Aza / 2021

Carmilla, Joseph Sheridan Le Fanu

Autorea: administrari

Post honen idazlea: Slawska Grabowska

Carmilla, Joseph Sheridan Le Fanu

London: Pushkin Press, 2020

156 orrialde

ISBN 978-1-78227-584-8


Post hau ingelesez dago

November, right after Halloween, it’s a great time to read horror books. That is why this month at the Donostia Book Club we are talking about Carmilla by Sheridan Le Fanu, a Gothic novel from 1872. The Irish author, Joseph Sheridan Le Fanu created one of the first works of vampire fiction, prior to Bram Stoker’s Dracula (1897) for 26 years. First published as a series in the magazine “The Dark Blue” (1871-1872), it was reprinted in Le Fanu’s collection of short stories “In a Glass Darkly” (1872). The story is often anthologized, for example, in the beautiful edition published by Alianza Editorial “Vampiros” with 4 stories: Carmilla, Alekséi Tolstoi’s La familia del Vurdalak and Polidori’s El Vampiro. Carmilla has also been adapted many times in movies and other media and continues to attract a lot of interest today. It also set an example for many years of how to represent ghosts in scary stories.

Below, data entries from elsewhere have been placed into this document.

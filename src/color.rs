//! Color types and color space conversions
//!
//! sRGB (0-255) -> linear RGB -> CIE XYZ -> CIELAB (D65), plus the two
//! distance measures used across the pipeline:
//! - squared RGB distance for raster assignment and filament matching
//! - Delta E76 for palette diversity and background matching
//!
//! The two are not interchangeable; each caller picks the one its stage needs.

use serde::{Deserialize, Serialize};
use std::fmt;
use std::str::FromStr;
use crate::error::{Result, ColorStackError};

// ============================================================================
// COLOR
// ============================================================================

/// An 8-bit sRGB color. Serialized as a `#rrggbb` hex string.
#[derive(Debug, Clone, Copy, PartialEq, Eq, Hash, PartialOrd, Ord, Default, Serialize, Deserialize)]
#[serde(try_from = "String", into = "String")]
pub struct Color {
    pub r: u8,
    pub g: u8,
    pub b: u8,
}

impl Color {
    pub const BLACK: Color = Color::new(0, 0, 0);
    pub const WHITE: Color = Color::new(255, 255, 255);

    pub const fn new(r: u8, g: u8, b: u8) -> Self {
        Self { r, g, b }
    }

    /// Color of an RGBA pixel, alpha ignored
    pub fn from_rgba(pixel: &image::Rgba<u8>) -> Self {
        Self::new(pixel[0], pixel[1], pixel[2])
    }

    pub fn to_rgba(self, alpha: u8) -> image::Rgba<u8> {
        image::Rgba([self.r, self.g, self.b, alpha])
    }

    /// Lowercase `#rrggbb`
    pub fn to_hex(self) -> String {
        format!("#{:02x}{:02x}{:02x}", self.r, self.g, self.b)
    }

    /// Parse `rrggbb` or `#rrggbb`, case-insensitive
    pub fn from_hex(hex: &str) -> Result<Self> {
        let digits = hex.trim().trim_start_matches('#');
        if digits.len() != 6 || !digits.chars().all(|c| c.is_ascii_hexdigit()) {
            return Err(ColorStackError::InvalidHex(hex.to_string()));
        }

        let channel = |i: usize| {
            u8::from_str_radix(&digits[i..i + 2], 16)
                .map_err(|_| ColorStackError::InvalidHex(hex.to_string()))
        };

        Ok(Self::new(channel(0)?, channel(2)?, channel(4)?))
    }

    /// Perceived brightness on the 0-255 scale (Rec. 601 weights)
    pub fn luminance(self) -> f32 {
        0.299 * self.r as f32 + 0.587 * self.g as f32 + 0.114 * self.b as f32
    }

    /// HSV-style saturation in [0, 1]; 0 for black
    pub fn saturation(self) -> f32 {
        let max = self.r.max(self.g).max(self.b) as f32 / 255.0;
        let min = self.r.min(self.g).min(self.b) as f32 / 255.0;
        if max == 0.0 {
            0.0
        } else {
            (max - min) / max
        }
    }

    pub fn to_lab(self) -> Lab {
        rgb_to_lab(self)
    }
}

impl fmt::Display for Color {
    fn fmt(&self, f: &mut fmt::Formatter<'_>) -> fmt::Result {
        f.write_str(&self.to_hex())
    }
}

impl FromStr for Color {
    type Err = ColorStackError;

    fn from_str(s: &str) -> Result<Self> {
        Self::from_hex(s)
    }
}

impl TryFrom<String> for Color {
    type Error = ColorStackError;

    fn try_from(value: String) -> Result<Self> {
        Self::from_hex(&value)
    }
}

impl From<Color> for String {
    fn from(color: Color) -> Self {
        color.to_hex()
    }
}

/// Squared Euclidean distance in RGB space (0..=195075)
pub fn rgb_distance_sq(c1: Color, c2: Color) -> u32 {
    let dr = c1.r as i32 - c2.r as i32;
    let dg = c1.g as i32 - c2.g as i32;
    let db = c1.b as i32 - c2.b as i32;
    (dr * dr + dg * dg + db * db) as u32
}

// ============================================================================
// COLOR SPACE CONVERSIONS (sRGB -> linear -> XYZ -> LAB)
// ============================================================================

/// CIELAB coordinates
#[derive(Debug, Clone, Copy, PartialEq, Default, Serialize, Deserialize)]
pub struct Lab {
    pub l: f32,
    pub a: f32,
    pub b: f32,
}

/// D65 reference white
const XN: f32 = 0.95047;
const YN: f32 = 1.00000;
const ZN: f32 = 1.08883;

/// Gamma-decode one normalized sRGB channel (0.0-1.0)
pub fn srgb_to_linear(c: f32) -> f32 {
    if c <= 0.04045 {
        c / 12.92
    } else {
        ((c + 0.055) / 1.055).powf(2.4)
    }
}

/// Linear RGB to CIE XYZ (sRGB primaries, D65)
pub fn linear_to_xyz(rgb: [f32; 3]) -> [f32; 3] {
    let [rl, gl, bl] = rgb;
    [
        rl * 0.4124564 + gl * 0.3575761 + bl * 0.1804375,
        rl * 0.2126729 + gl * 0.7151522 + bl * 0.0721750,
        rl * 0.0193339 + gl * 0.1191920 + bl * 0.9503041,
    ]
}

/// CIE XYZ to CIELAB relative to the D65 white point
pub fn xyz_to_lab(xyz: [f32; 3]) -> Lab {
    fn f(t: f32) -> f32 {
        if t > 0.008856 {
            t.cbrt()
        } else {
            7.787 * t + 16.0 / 116.0
        }
    }

    let fx = f(xyz[0] / XN);
    let fy = f(xyz[1] / YN);
    let fz = f(xyz[2] / ZN);

    Lab {
        l: (116.0 * fy - 16.0).max(0.0),
        a: 500.0 * (fx - fy),
        b: 200.0 * (fy - fz),
    }
}

/// Convert sRGB (0-255) to LAB color space
pub fn rgb_to_lab(color: Color) -> Lab {
    let linear = [
        srgb_to_linear(color.r as f32 / 255.0),
        srgb_to_linear(color.g as f32 / 255.0),
        srgb_to_linear(color.b as f32 / 255.0),
    ];
    xyz_to_lab(linear_to_xyz(linear))
}

/// Calculate Delta E76 color difference in LAB space
pub fn delta_e(lab1: Lab, lab2: Lab) -> f32 {
    let dl = lab1.l - lab2.l;
    let da = lab1.a - lab2.a;
    let db = lab1.b - lab2.b;
    (dl * dl + da * da + db * db).sqrt()
}

// ============================================================================
// TESTS
// ============================================================================

#[cfg(test)]
mod tests {
    use super::*;
    use palette::{IntoColor, Lab as RefLab, Srgb};

    #[test]
    fn test_srgb_to_linear_segments() {
        assert!((srgb_to_linear(0.0)).abs() < 1e-7);
        assert!((srgb_to_linear(0.04) - 0.04 / 12.92).abs() < 1e-7);
        assert!((srgb_to_linear(1.0) - 1.0).abs() < 1e-6);
        // Continuous across the threshold
        let below = srgb_to_linear(0.04045);
        let above = srgb_to_linear(0.04046);
        assert!((above - below).abs() < 1e-4);
    }

    #[test]
    fn test_white_maps_to_reference_white() {
        let xyz = linear_to_xyz([1.0, 1.0, 1.0]);
        assert!((xyz[0] - XN).abs() < 1e-3);
        assert!((xyz[1] - YN).abs() < 1e-3);
        assert!((xyz[2] - ZN).abs() < 1e-3);

        let lab = rgb_to_lab(Color::WHITE);
        assert!((lab.l - 100.0).abs() < 0.1);
        assert!(lab.a.abs() < 0.1);
        assert!(lab.b.abs() < 0.1);
    }

    #[test]
    fn test_black_is_origin() {
        let lab = rgb_to_lab(Color::BLACK);
        assert!(lab.l.abs() < 1e-4);
        assert!(lab.a.abs() < 1e-4);
        assert!(lab.b.abs() < 1e-4);
    }

    #[test]
    fn test_lab_matches_reference_implementation() {
        let test_colors = [
            (255, 0, 0), (0, 255, 0), (0, 0, 255),
            (128, 128, 128), (17, 6, 2), (200, 150, 40), (3, 3, 3),
        ];

        for (r, g, b) in test_colors {
            let ours = rgb_to_lab(Color::new(r, g, b));
            let reference: RefLab = Srgb::new(r, g, b).into_format::<f32>().into_color();
            assert!((ours.l - reference.l).abs() < 0.5, "L mismatch for ({}, {}, {})", r, g, b);
            assert!((ours.a - reference.a).abs() < 0.5, "a mismatch for ({}, {}, {})", r, g, b);
            assert!((ours.b - reference.b).abs() < 0.5, "b mismatch for ({}, {}, {})", r, g, b);
        }
    }

    #[test]
    fn test_delta_e_properties() {
        let red = rgb_to_lab(Color::new(255, 0, 0));
        let blue = rgb_to_lab(Color::new(0, 0, 255));
        assert!(delta_e(red, red) < 0.001);
        assert!((delta_e(red, blue) - delta_e(blue, red)).abs() < 1e-5);
        assert!(delta_e(Color::BLACK.to_lab(), Color::WHITE.to_lab()) > 99.0);
    }

    #[test]
    fn test_rgb_distance_sq() {
        assert_eq!(rgb_distance_sq(Color::BLACK, Color::BLACK), 0);
        assert_eq!(rgb_distance_sq(Color::BLACK, Color::WHITE), 3 * 255 * 255);
        assert_eq!(rgb_distance_sq(Color::new(10, 20, 30), Color::new(13, 16, 30)), 25);
    }

    #[test]
    fn test_hex_roundtrip() {
        let color = Color::new(0x1a, 0xff, 0x03);
        assert_eq!(color.to_hex(), "#1aff03");
        assert_eq!(Color::from_hex("#1AFF03").unwrap(), color);
        assert_eq!(Color::from_hex("1aff03").unwrap(), color);
        assert!(Color::from_hex("#12345").is_err());
        assert!(Color::from_hex("#12345g").is_err());
    }

    #[test]
    fn test_serde_as_hex_string() {
        let json = serde_json::to_string(&Color::new(255, 128, 0)).unwrap();
        assert_eq!(json, "\"#ff8000\"");
        let parsed: Color = serde_json::from_str("\"#00ff00\"").unwrap();
        assert_eq!(parsed, Color::new(0, 255, 0));
        assert!(serde_json::from_str::<Color>("\"nope\"").is_err());
    }

    #[test]
    fn test_saturation() {
        assert_eq!(Color::BLACK.saturation(), 0.0);
        assert_eq!(Color::new(128, 128, 128).saturation(), 0.0);
        assert!((Color::new(255, 0, 0).saturation() - 1.0).abs() < 1e-6);
        assert!((Color::new(200, 100, 100).saturation() - 0.5).abs() < 1e-6);
    }
}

The story is told by a young prey to a vampire named Carmilla, who is later revealed to be Mircalla, Countess Karnstein (Carmilla is an anagram of Mircalla). The character is a prototypical example of the lesbian vampire, who expresses romantic wishes, or rather sexual ones, towards the protagonist. It must be said that reading it today, it has nothing explicit or vulgar, it is very subtle. But, considering the year when it was written, when any orientation other than heterosexual was a taboo, it could cause a lot of emotions. The novel never recognizes homosexuality as an antagonistic trait, allowing it to be intuited and not mentioned, but at the same time it leaves no room for doubt.

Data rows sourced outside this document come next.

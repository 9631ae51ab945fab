//! colorstack: turn an image into a layered multi-color STL.
//!
//! Set `RUST_LOG` to control log output, e.g. `RUST_LOG=colorstack=debug`.
//! Without it, info logging is on and `-v` / `-vv` raise it to debug / trace.
//!
//! ```bash
//! colorstack logo.png -o logo.stl --bands 4 --width-mm 80
//! colorstack logo.png -o logo.stl --filaments spools.json --preview preview.png --json
//! ```

use std::fs;
use std::path::{Path, PathBuf};

use anyhow::{Context, Result};
use clap::Parser;
use serde::Serialize;
use tracing::info;
use tracing_subscriber::{fmt, prelude::*, EnvFilter};

use colorstack::{
    export_mesh, generate_palette, process_image, Filament, PipelineSettings,
};

/// Convert an image into a multi-color layered heightfield for 3D printing
#[derive(Parser)]
#[command(name = "colorstack")]
#[command(author, version, about, long_about = None)]
struct Cli {
    /// Input image (PNG, JPEG, ...)
    input: PathBuf,

    /// Output STL path
    #[arg(short, long)]
    output: PathBuf,

    /// JSON settings file; flags below override it
    #[arg(long)]
    config: Option<PathBuf>,

    /// Number of color bands
    #[arg(long)]
    bands: Option<usize>,

    /// Physical X size in mm
    #[arg(long)]
    width_mm: Option<f32>,

    /// Physical Y size in mm (default: keep image aspect ratio)
    #[arg(long)]
    depth_mm: Option<f32>,

    /// Printer layer height in mm
    #[arg(long)]
    layer_height: Option<f32>,

    /// Layers in the base band
    #[arg(long)]
    base_layers: Option<u32>,

    /// Layers added by every band above the base
    #[arg(long)]
    band_layers: Option<u32>,

    /// JSON list of owned filaments to render with
    #[arg(long)]
    filaments: Option<PathBuf>,

    /// Write a composited preview PNG
    #[arg(long)]
    preview: Option<PathBuf>,

    /// Seed for duplicate-color replacement
    #[arg(long)]
    seed: Option<u64>,

    /// Print the palette as JSON
    #[arg(long)]
    json: bool,

    /// Increase output verbosity (-v for debug, -vv for trace)
    #[arg(long, short, action = clap::ArgAction::Count)]
    verbose: u8,
}

#[derive(Serialize)]
struct Summary {
    structural: Vec<String>,
    render: Vec<String>,
    band_counts: Vec<usize>,
    stl_bytes: usize,
}

fn init_tracing(verbose: u8) {
    let filter = if std::env::var("RUST_LOG").is_ok() {
        EnvFilter::from_default_env()
    } else {
        let level = match verbose {
            0 => "colorstack=info",
            1 => "colorstack=debug",
            _ => "colorstack=trace",
        };
        EnvFilter::try_new(level).unwrap_or_else(|_| EnvFilter::new("warn"))
    };

    tracing_subscriber::registry()
        .with(fmt::layer().with_writer(std::io::stderr).compact())
        .with(filter)
        .init();
}

fn build_settings(cli: &Cli) -> Result<PipelineSettings> {
    let mut settings = match &cli.config {
        Some(path) => PipelineSettings::load(path)
            .with_context(|| format!("Failed to load settings from {}", path.display()))?,
        None => PipelineSettings::default(),
    };

    if let Some(bands) = cli.bands {
        settings.band_count = bands;
    }
    if let Some(width) = cli.width_mm {
        settings.mesh.width_mm = width;
    }
    if cli.depth_mm.is_some() {
        settings.mesh.depth_mm = cli.depth_mm;
    }
    if let Some(height) = cli.layer_height {
        settings.layers.layer_height_mm = height;
    }
    if let Some(layers) = cli.base_layers {
        settings.layers.base_layers = layers;
    }
    if let Some(layers) = cli.band_layers {
        settings.layers.band_layers = layers;
    }
    if cli.seed.is_some() {
        settings.palette.seed = cli.seed;
    }

    settings.validate().context("Invalid settings")?;
    Ok(settings)
}

fn load_inventory(path: &Path) -> Result<Vec<Filament>> {
    let content = fs::read_to_string(path)
        .with_context(|| format!("Failed to read {}", path.display()))?;
    serde_json::from_str(&content)
        .with_context(|| format!("Failed to parse filament list {}", path.display()))
}

fn main() -> Result<()> {
    let cli = Cli::parse();
    init_tracing(cli.verbose);

    let settings = build_settings(&cli)?;
    let img = image::open(&cli.input)
        .with_context(|| format!("Failed to open {}", cli.input.display()))?
        .to_rgba8();
    info!(width = img.width(), height = img.height(), "Loaded image");

    let mut state = generate_palette(&img, settings.band_count, &settings.palette)?;
    if let Some(path) = &cli.filaments {
        let inventory = load_inventory(path)?;
        state.apply_filaments(&inventory);
    }

    let processed = process_image(&img, &state, &settings.preview)?;
    let stl = export_mesh(&processed.raster, state.len(), &settings.layers, &settings.mesh)?;

    fs::write(&cli.output, &stl)
        .with_context(|| format!("Failed to write {}", cli.output.display()))?;
    if let Some(path) = &cli.preview {
        processed
            .preview
            .save(path)
            .with_context(|| format!("Failed to write preview {}", path.display()))?;
    }

    let summary = Summary {
        structural: state.structural_hex(),
        render: state.render_hex(),
        band_counts: processed.raster.counts(state.len()),
        stl_bytes: stl.len(),
    };

    if cli.json {
        println!("{}", serde_json::to_string_pretty(&summary)?);
    } else {
        println!("Wrote {} ({} bytes)", cli.output.display(), summary.stl_bytes);
        for (band, (structural, render)) in
            summary.structural.iter().zip(&summary.render).enumerate()
        {
            println!(
                "  band {:>2}: {} -> {}  ({} px)",
                band, structural, render, summary.band_counts[band]
            );
        }
    }

    Ok(())
}
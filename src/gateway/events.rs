use serde::{Deserialize, Serialize};
use serde_json::Value;

/// Opcodes for gateway messages.
pub mod opcode {
    pub const DISPATCH: u8 = 0;
    pub const HEARTBEAT: u8 = 1;
    pub const IDENTIFY: u8 = 2;
    /// Some gateways report an authentication failure as an op-4 frame
    /// carrying the close code in `d` instead of closing the socket.
    pub const AUTH_FAILURE: u8 = 4;
    pub const RESUME: u8 = 6;
    pub const RECONNECT: u8 = 7;
    pub const INVALID_SESSION: u8 = 9;
    pub const HELLO: u8 = 10;
    pub const HEARTBEAT_ACK: u8 = 11;
}

/// Close codes.
pub mod close_code {
    pub const NORMAL: u16 = 1000;
    pub const GOING_AWAY: u16 = 1001;
    pub const UNKNOWN_ERROR: u16 = 4000;
    pub const AUTH_FAILED: u16 = 4004;
    pub const INVALID_SEQ: u16 = 4007;
    pub const SESSION_TIMED_OUT: u16 = 4009;
    pub const INVALID_SHARD: u16 = 4010;
    pub const SHARDING_REQUIRED: u16 = 4011;
    pub const INVALID_VERSION: u16 = 4012;
    pub const INVALID_INTENT: u16 = 4013;
    pub const DISALLOWED_INTENT: u16 = 4014;
}

/// Dispatch event names the session itself reacts to.
pub mod event_type {
    pub const READY: &str = "READY";
    pub const RESUMED: &str = "RESUMED";
    pub const MESSAGE_CREATE: &str = "MESSAGE_CREATE";
}

/// Gateway message envelope.
#[derive(Debug, Clone, Serialize, Deserialize)]
pub struct GatewayFrame {
    pub op: u8,
    #[serde(default)]
    pub d: Option<Value>,
    #[serde(default, skip_serializing_if = "Option::is_none")]
    pub s: Option<u64>,
    #[serde(default, skip_serializing_if = "Option::is_none")]
    pub t: Option<String>,
}

impl GatewayFrame {
    fn outbound(op: u8, d: Value) -> Self {
        Self {
            op,
            d: Some(d),
            s: None,
            t: None,
        }
    }
}

/// HELLO payload data.
#[derive(Debug, Deserialize)]
pub struct HelloData {
    pub heartbeat_interval: u64,
}

/// READY payload data. Only the fields the session keeps are decoded.
#[derive(Debug, Deserialize)]
pub struct ReadyData {
    pub session_id: String,
    #[serde(default)]
    pub resume_gateway_url: Option<String>,
    pub user: ReadyUser,
}

#[derive(Debug, Clone, Deserialize)]
pub struct ReadyUser {
    pub id: String,
    #[serde(default)]
    pub username: Option<String>,
}

/// Client properties reported in IDENTIFY.
#[derive(Debug, Clone, Serialize)]
pub struct ClientProperties {
    pub os: String,
    pub browser: String,
    pub device: String,
}

impl Default for ClientProperties {
    fn default() -> Self {
        Self {
            os: std::env::consts::OS.to_string(),
            browser: env!("CARGO_PKG_NAME").to_string(),
            device: env!("CARGO_PKG_NAME").to_string(),
        }
    }
}

/// IDENTIFY payload data.
#[derive(Debug, Serialize)]
pub struct IdentifyData<'a> {
    pub token: &'a str,
    pub properties: &'a ClientProperties,
    #[serde(skip_serializing_if = "Option::is_none")]
    pub intents: Option<u64>,
}

/// RESUME payload data.
#[derive(Debug, Serialize)]
pub struct ResumeData<'a> {
    pub token: &'a str,
    pub session_id: &'a str,
    pub seq: u64,
}

pub fn identify(token: &str, properties: &ClientProperties, intents: Option<u64>) -> GatewayFrame {
    let data = IdentifyData {
        token,
        properties,
        intents,
    };
    GatewayFrame::outbound(
        opcode::IDENTIFY,
        serde_json::to_value(data).unwrap_or(Value::Null),
    )
}

pub fn resume(token: &str, session_id: &str, seq: u64) -> GatewayFrame {
    let data = ResumeData {
        token,
        session_id,
        seq,
    };
    GatewayFrame::outbound(
        opcode::RESUME,
        serde_json::to_value(data).unwrap_or(Value::Null),
    )
}

/// Heartbeats carry the last sequence number, or `null` before the first dispatch.
pub fn heartbeat(seq: Option<u64>) -> GatewayFrame {
    GatewayFrame::outbound(opcode::HEARTBEAT, seq.map(Value::from).unwrap_or(Value::Null))
}

/// An inbound dispatch (op 0), handed to the dispatcher exactly once.
#[derive(Debug, Clone, PartialEq)]
pub struct DispatchEvent {
    pub sequence: Option<u64>,
    pub event_type: String,
    pub payload: Value,
}

impl DispatchEvent {
    /// Build a dispatch event from an op-0 frame. Frames without an event
    /// type are not dispatches and yield `None`.
    pub fn from_frame(frame: GatewayFrame) -> Option<Self> {
        if frame.op != opcode::DISPATCH {
            return None;
        }
        Some(Self {
            sequence: frame.s,
            event_type: frame.t?,
            payload: frame.d.unwrap_or(Value::Null),
        })
    }
}

/// Lifecycle notifications for an external observability collaborator.
#[derive(Debug, Clone, PartialEq)]
pub enum LifecycleEvent {
    Connecting { url: String },
    Identifying { bot_token: bool },
    Ready { session_id: String, user_id: String },
    Resuming { session_id: String, sequence: u64 },
    Resumed,
    HeartbeatMissed,
    IdleTimeout,
    Reconnecting { attempt: u32, delay_ms: u64, resume: bool },
    FatalAuthError { code: u16, reason: String },
    Disconnected,
}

Although Le Fanu portrays his vampire’s sexuality with the caution one would expect for his time, it’s clear that lesbian attraction is the main dynamic between Carmilla and Laura, the narrator of the story:

“Sometimes after an hour of apathy, my strange and beautiful companion would take my hand and hold it with a fond pressure, renewed again and again; blushing softly, gazing in my face with languid and burning eyes, and breathing so fast that her dress rose and fell with the tumultuous respiration. It was like the ardor of a lover; it embarrassed me; it was hateful and yet over-powering; and with gloating eyes she drew me to her, and her hot lips traveled along my cheek in kisses; and she would whisper, almost in sobs, “You are mine, you shall be mine, you and I are one for ever.” Then she had thrown herself back in her chair, with her small hands over her eyes, leaving me trembling.”

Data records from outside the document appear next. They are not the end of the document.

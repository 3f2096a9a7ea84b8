use rand::Rng;
use std::time::Duration;

/// Exponential backoff with jitter, capped at `max`.
///
/// The n-th delay is drawn from `[d/2, d]` where `d = min(base * 2^n, max)`.
#[derive(Debug, Clone)]
pub struct Backoff {
    base: Duration,
    max: Duration,
    attempt: u32,
}

impl Backoff {
    pub fn new(base: Duration, max: Duration) -> Self {
        Self {
            base,
            max: max.max(base),
            attempt: 0,
        }
    }

    /// Upper bound of the next delay, before jitter.
    pub fn ceiling(&self) -> Duration {
        let factor = 1u32.checked_shl(self.attempt.min(16)).unwrap_or(u32::MAX);
        self.base.saturating_mul(factor).min(self.max)
    }

    pub fn next_delay(&mut self) -> Duration {
        let ceiling = self.ceiling();
        self.attempt = self.attempt.saturating_add(1);
        let ms = ceiling.as_millis() as u64;
        if ms == 0 {
            return Duration::ZERO;
        }
        Duration::from_millis(rand::thread_rng().gen_range(ms / 2..=ms))
    }

    pub fn attempt(&self) -> u32 {
        self.attempt
    }

    pub fn reset(&mut self) {
        self.attempt = 0;
    }
}

#[cfg(test)]
mod tests {
    use super::*;

    #[test]
    fn test_delays_double_until_cap() {
        let mut backoff = Backoff::new(Duration::from_millis(100), Duration::from_millis(1_000));
        let ceilings: Vec<u64> = (0..6)
            .map(|_| {
                let c = backoff.ceiling().as_millis() as u64;
                backoff.next_delay();
                c
            })
            .collect();
        assert_eq!(ceilings, vec![100, 200, 400, 800, 1_000, 1_000]);
    }

    #[test]
    fn test_delay_within_jitter_window() {
        let mut backoff = Backoff::new(Duration::from_millis(1_000), Duration::from_secs(60));
        for _ in 0..50 {
            let ceiling = backoff.ceiling();
            let delay = backoff.next_delay();
            assert!(delay <= ceiling);
            assert!(delay >= ceiling / 2);
        }
    }

    #[test]
    fn test_reset_starts_over() {
        let mut backoff = Backoff::new(Duration::from_millis(100), Duration::from_secs(10));
        backoff.next_delay();
        backoff.next_delay();
        assert_eq!(backoff.attempt(), 2);
        backoff.reset();
        assert_eq!(backoff.attempt(), 0);
        assert_eq!(backoff.ceiling(), Duration::from_millis(100));
    }

    #[test]
    fn test_large_attempt_count_does_not_overflow() {
        let mut backoff = Backoff::new(Duration::from_secs(1), Duration::from_secs(60));
        for _ in 0..100 {
            backoff.next_delay();
        }
        assert_eq!(backoff.ceiling(), Duration::from_secs(60));
    }
}
pub mod config;
pub mod error;
pub mod gateway;
pub mod signal;
pub mod sink;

Comparing Carmilla to other literary vampires of the 19th century, she is certainly a similar product of a culture with strict sexual mores and tangible religious fear. We find some of the vampire clichés that survived to this day:
– Carmilla has nocturnal habits, but is not limited to darkness
– she has an unearthly beauty
– she can change shape and pass through solid walls
– her alter ego is a black cat (in Dracula’s case it is a dog)
– she sleeps in a coffin.

Carmilla works like a gothic horror story because we see how its victims, little by little, are succumbing to its temptation, how they are attracted to what was socially considered perverse, the physical attraction that will have serious consequences. Some critics, including William Veeder, suggest that Carmilla, especially in her extravagant use of narrative frames, was a major influence on Henry James’s The Turn of the Screw (1898).

It’s undoubtedly an interesting text and also, apart from all these references, really entertaining, perfect for an autumn night, like any good scary story.

For those of you who dare to read it and analyse it in depth, I leave you some questions to keep in mind:

What is the perception of her victims by Carmilla?
What is the importance of dreams in the story?
How important is isolation in Carmilla?
What resources does the author use to provoke fear?
How important is religion in the story?
Who is Bertha and how can we compare her experience and personality with Laura’s?
How is motherhood portrayed in Carmilla? Compare it to the way parenting is described.
What similarities do you see between Carmilla and Dracula?